I'm not the best in the world at giving context, so if you want a little more information, read here.

The following post is a summary of my notes, which were taken directly from thoughts. Coherency is not likely. Times are rough--I have more specifics, but I simply wrote the time down whenever I glanced at my watch, so it's more consistent to just write down the estimates.

8AM We were all ushered into a room after finding the building--which wasn't the easiest task, but once you found the right building via a one-block-ish radius of trial and error, there was a great big Junior Achievement sign in green. Breakfast included much fresh fruit, many pastries, and fruit juice. I was rather nervous about meeting the people at my table, but a young man--whom I'll call V due to lacking permission to use his name--started a conversation with me, and it got better from there.

9AM
This was the first Innovation Camp at HP, so that was cool. The music was rather random; it sounded like someone had looked through the top songs on iTunes with some unknown rules in mind.

They asked for some people to interview about the event, and encouraged us to talk about the event to our friends, and make posts on facebook/twitter/our blogs (hi).

Then they went over the main activity of the day. We would have to make a business plan, write a concept paper (what you might hand off to someone who needed to take over the project temporarily) and a Powerpoint, along with a three minute presentation to go along with it (our sell). The former was due rough at 11:30 and final at 2:00; the rough Powerpoint was due at 11:30 as well and the final at 3:00, along with our final presentation.
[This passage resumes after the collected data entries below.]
//! Integration tests for the ticket-binder library
//!
//! PDF fixtures are generated on the fly with lopdf, so the tests carry
//! no binary files.

use std::fs;
use std::path::Path;

use lopdf::{Dictionary, Document, Object, Stream};
use tempfile::TempDir;

use ticket_binder::pdf::{
    add_bookmarks, count_pages, locate_pdfs, merge_documents, render_contents_pages,
    resolve_title, write_text_index, LocateOptions, TocEntry,
};
use ticket_binder::ticket::{build_structure, parse_tickets, StructureOptions};

/// Write a minimal valid PDF with the given number of (blank) pages
fn write_test_pdf(path: &Path, pages: usize) {
    if let Some(parent) = path.parent() {
        fs::create_dir_all(parent).unwrap();
    }

    let mut doc = Document::with_version("1.5");
    let pages_id = doc.new_object_id();

    let mut kids = Vec::new();
    for _ in 0..pages {
        let content_id = doc.add_object(Stream::new(Dictionary::new(), b"BT ET".to_vec()));

        let mut page = Dictionary::new();
        page.set("Type", Object::Name(b"Page".to_vec()));
        page.set("Parent", Object::Reference(pages_id));
        page.set(
            "MediaBox",
            Object::Array(vec![
                Object::Integer(0),
                Object::Integer(0),
                Object::Integer(612),
                Object::Integer(792),
            ]),
        );
        page.set("Contents", Object::Reference(content_id));
        kids.push(Object::Reference(doc.add_object(Object::Dictionary(page))));
    }

    let mut pages_dict = Dictionary::new();
    pages_dict.set("Type", Object::Name(b"Pages".to_vec()));
    pages_dict.set("Count", Object::Integer(pages as i64));
    pages_dict.set("Kids", Object::Array(kids));
    doc.objects.insert(pages_id, Object::Dictionary(pages_dict));

    let mut catalog = Dictionary::new();
    catalog.set("Type", Object::Name(b"Catalog".to_vec()));
    catalog.set("Pages", Object::Reference(pages_id));
    let catalog_id = doc.add_object(Object::Dictionary(catalog));
    doc.trailer.set("Root", Object::Reference(catalog_id));

    doc.save(path).expect("Failed to save test PDF");
}

#[test]
fn test_structure_end_to_end() {
    let dir = TempDir::new().unwrap();
    let options = StructureOptions {
        root: dir.path().join("tickets"),
        ..StructureOptions::default()
    };

    let records = parse_tickets("Intro prose\n1. Limits and continuity\nwrapped line\n2) Derivatives");
    assert_eq!(records.len(), 2);

    let report = build_structure(&records, &options).unwrap();
    assert_eq!(report.created.len(), 2);
    assert!(report.failures.is_empty());

    let note = options
        .root
        .join("1. Limits and continuity wrapped line")
        .join("1. Limits and continuity wrapped line.md");
    assert_eq!(
        fs::read_to_string(note).unwrap(),
        "## 1. Limits and continuity wrapped line\n\n"
    );
}

#[test]
fn test_locator_orders_numerically() {
    let dir = TempDir::new().unwrap();
    for name in ["2.pdf", "10.pdf", "1.pdf"] {
        write_test_pdf(&dir.path().join(name), 1);
    }

    let entries = locate_pdfs(&LocateOptions::new(dir.path())).unwrap();
    let names: Vec<_> = entries
        .iter()
        .map(|e| e.path.file_name().unwrap().to_str().unwrap().to_string())
        .collect();
    assert_eq!(names, vec!["1.pdf", "2.pdf", "10.pdf"]);
}

#[test]
fn test_merge_page_spans() {
    // Three documents of 3, 1, 2 pages yield start pages 0, 3, 4
    let dir = TempDir::new().unwrap();
    let a = dir.path().join("1.pdf");
    let b = dir.path().join("2.pdf");
    let c = dir.path().join("3.pdf");
    write_test_pdf(&a, 3);
    write_test_pdf(&b, 1);
    write_test_pdf(&c, 2);

    let outcome = merge_documents(&[&a, &b, &c]).unwrap();
    assert!(outcome.skipped.is_empty());

    let starts: Vec<usize> = outcome.merged.iter().map(|m| m.start_page).collect();
    assert_eq!(starts, vec![0, 3, 4]);
    assert_eq!(outcome.document.get_pages().len(), 6);
}

#[test]
fn test_merge_skips_broken_input_and_continues() {
    let dir = TempDir::new().unwrap();
    let good = dir.path().join("1.pdf");
    let broken = dir.path().join("2.pdf");
    let also_good = dir.path().join("3.pdf");
    write_test_pdf(&good, 2);
    fs::write(&broken, b"this is not a pdf").unwrap();
    write_test_pdf(&also_good, 1);

    let outcome = merge_documents(&[&good, &broken, &also_good]).unwrap();

    assert_eq!(outcome.skipped.len(), 1);
    assert_eq!(outcome.skipped[0].index, 1);

    let starts: Vec<usize> = outcome.merged.iter().map(|m| m.start_page).collect();
    assert_eq!(starts, vec![0, 2]);
    assert_eq!(outcome.document.get_pages().len(), 3);
}

#[test]
fn test_merged_output_reloads_with_correct_page_count() {
    let dir = TempDir::new().unwrap();
    let a = dir.path().join("1.pdf");
    let b = dir.path().join("2.pdf");
    write_test_pdf(&a, 2);
    write_test_pdf(&b, 3);

    let mut outcome = merge_documents(&[&a, &b]).unwrap();
    let output = dir.path().join("bound.pdf");
    outcome.document.compress();
    outcome.document.save(&output).unwrap();

    assert_eq!(count_pages(&output).unwrap(), 5);
}

#[test]
fn test_bookmarks_added_per_entry() {
    let dir = TempDir::new().unwrap();
    let a = dir.path().join("1.pdf");
    let b = dir.path().join("2.pdf");
    write_test_pdf(&a, 3);
    write_test_pdf(&b, 1);

    let mut outcome = merge_documents(&[&a, &b]).unwrap();
    let toc: Vec<TocEntry> = outcome
        .merged
        .iter()
        .enumerate()
        .map(|(i, m)| TocEntry {
            number: (i + 1) as u32,
            title: format!("Ticket {}", i + 1),
            start_page: m.start_page,
            page_count: m.page_count,
        })
        .collect();

    add_bookmarks(&mut outcome.document, &toc, 0).unwrap();

    let doc = &outcome.document;
    let catalog_ref = doc.trailer.get(b"Root").unwrap();
    let catalog_id = match catalog_ref {
        Object::Reference(id) => *id,
        _ => panic!("Root is not a reference"),
    };
    let catalog = doc.get_object(catalog_id).unwrap().as_dict().unwrap();

    let outlines_id = match catalog.get(b"Outlines").unwrap() {
        Object::Reference(id) => *id,
        _ => panic!("Outlines is not a reference"),
    };
    let outlines = doc.get_object(outlines_id).unwrap().as_dict().unwrap();
    assert_eq!(outlines.get(b"Count").unwrap(), &Object::Integer(2));

    // Walk the sibling chain and collect titles
    let mut titles = Vec::new();
    let mut next = outlines.get(b"First").ok().cloned();
    while let Some(Object::Reference(item_id)) = next {
        let item = doc.get_object(item_id).unwrap().as_dict().unwrap();
        if let Ok(Object::String(bytes, _)) = item.get(b"Title") {
            titles.push(String::from_utf8_lossy(bytes).to_string());
        }
        next = item.get(b"Next").ok().cloned();
    }
    assert_eq!(titles, vec!["Ticket 1", "Ticket 2"]);
}

#[test]
fn test_contents_page_prepended_and_shift_applied() {
    let dir = TempDir::new().unwrap();
    let a = dir.path().join("1.pdf");
    let b = dir.path().join("2.pdf");
    write_test_pdf(&a, 2);
    write_test_pdf(&b, 2);

    let mut outcome = merge_documents(&[&a, &b]).unwrap();
    let toc: Vec<TocEntry> = outcome
        .merged
        .iter()
        .enumerate()
        .map(|(i, m)| TocEntry {
            number: (i + 1) as u32,
            title: format!("Ticket {}", i + 1),
            start_page: m.start_page,
            page_count: m.page_count,
        })
        .collect();

    let shift = render_contents_pages(&mut outcome.document, &toc).unwrap();
    assert_eq!(shift, 1);
    assert_eq!(outcome.document.get_pages().len(), 5);

    add_bookmarks(&mut outcome.document, &toc, shift).unwrap();

    // Saved output should round-trip with the extra page
    let output = dir.path().join("bound.pdf");
    outcome.document.compress();
    outcome.document.save(&output).unwrap();
    assert_eq!(count_pages(&output).unwrap(), 5);
}

#[test]
fn test_full_assemble_pipeline_with_titles_and_index() {
    let dir = TempDir::new().unwrap();

    // Layout mirroring what `structure` produces, plus scanned PDFs
    let t1 = dir.path().join("1. Limits");
    let t2 = dir.path().join("2. Series");
    write_test_pdf(&t1.join("1. Limits.pdf"), 2);
    write_test_pdf(&t2.join("scan.pdf"), 1); // number comes from the folder
    fs::write(t1.join("1. Limits.md"), "## 1. Limits\n\n").unwrap();
    fs::write(t2.join("2. Series.md"), "## 2. Series\n\n").unwrap();

    // Stale output from a previous run must not be rediscovered
    write_test_pdf(&dir.path().join("bound.pdf"), 9);

    let entries = locate_pdfs(&LocateOptions::new(dir.path())).unwrap();
    assert_eq!(entries.len(), 2);

    let titles: Vec<String> = entries.iter().map(resolve_title).collect();
    assert_eq!(titles, vec!["1. Limits", "2. Series"]);

    let paths: Vec<&Path> = entries.iter().map(|e| e.path.as_path()).collect();
    let outcome = merge_documents(&paths).unwrap();

    let toc: Vec<TocEntry> = outcome
        .merged
        .iter()
        .map(|m| TocEntry {
            number: entries[m.index].number,
            title: titles[m.index].clone(),
            start_page: m.start_page,
            page_count: m.page_count,
        })
        .collect();

    let index_path = dir.path().join("contents.txt");
    write_text_index(&index_path, &toc, 0).unwrap();

    let body = fs::read_to_string(&index_path).unwrap();
    assert!(body.contains("1. 1. Limits (pages 1-2)"));
    assert!(body.contains("2. 2. Series (page 3)"));
}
After came the icebreakers. We tore our elephant faces without opening our eyes. I tried to make eyes but ran out of time since we only had thirty seconds, a few others did, too, but not many succeeded.

We found our groups, which were assigned by the animal stickers on our ID holders. I was an anteater, and V was in my group, along with another person, and two more who would show up after the icebreakers. We made a tower out of only paper. That means no tape, no glue, no pins. Another team won by a hair--not over us, they were a level and an eighth over us, but only an eighth over another.

10AM
We were pointed to a facebook page for JA, and started brainstorming ideas for the prompt given. The prompt, by the way, was intentionally vague:
If you are given a chance to start a social enterprise to address a societal challenge, what would you do?

Explain: the product or service you would offer, the challenge it would tackle and how technology would help you achieve your goal.
The challenges we came up with were class divisions, drug abuse, crime, obesity, health care and (teenage) stress. We thought of a few different center-type projects, an settled on a teen center/rec center/"growth and wellness center" (I couldn't think of a good name, all right?). The idea was that teens would be working with teens, so the focus would be on teens teaching each other sports, peer tutoring, teaching each other to work in the garden, etc. There would be a library/study room, a cafeteria, a garden, a sports room, a learning center (tutoring), and a fun room. We decided on the T.Y.G.E.R. center, though didn't quite settle on what that stood for until a while later.

11AM
We split into groups to finish what we had left, since we only had thirty minutes left. I gravitated toward the most down-to-earth stuff--what do we need, why do we need it, etc. Not that I was the only one, or that that was all I did; it's just what I preferred. Our professional in the field that was going to help us showed up at 11:28, when we were mainly typing, and so was more help on the cleanup than the rough draft--which makes sense.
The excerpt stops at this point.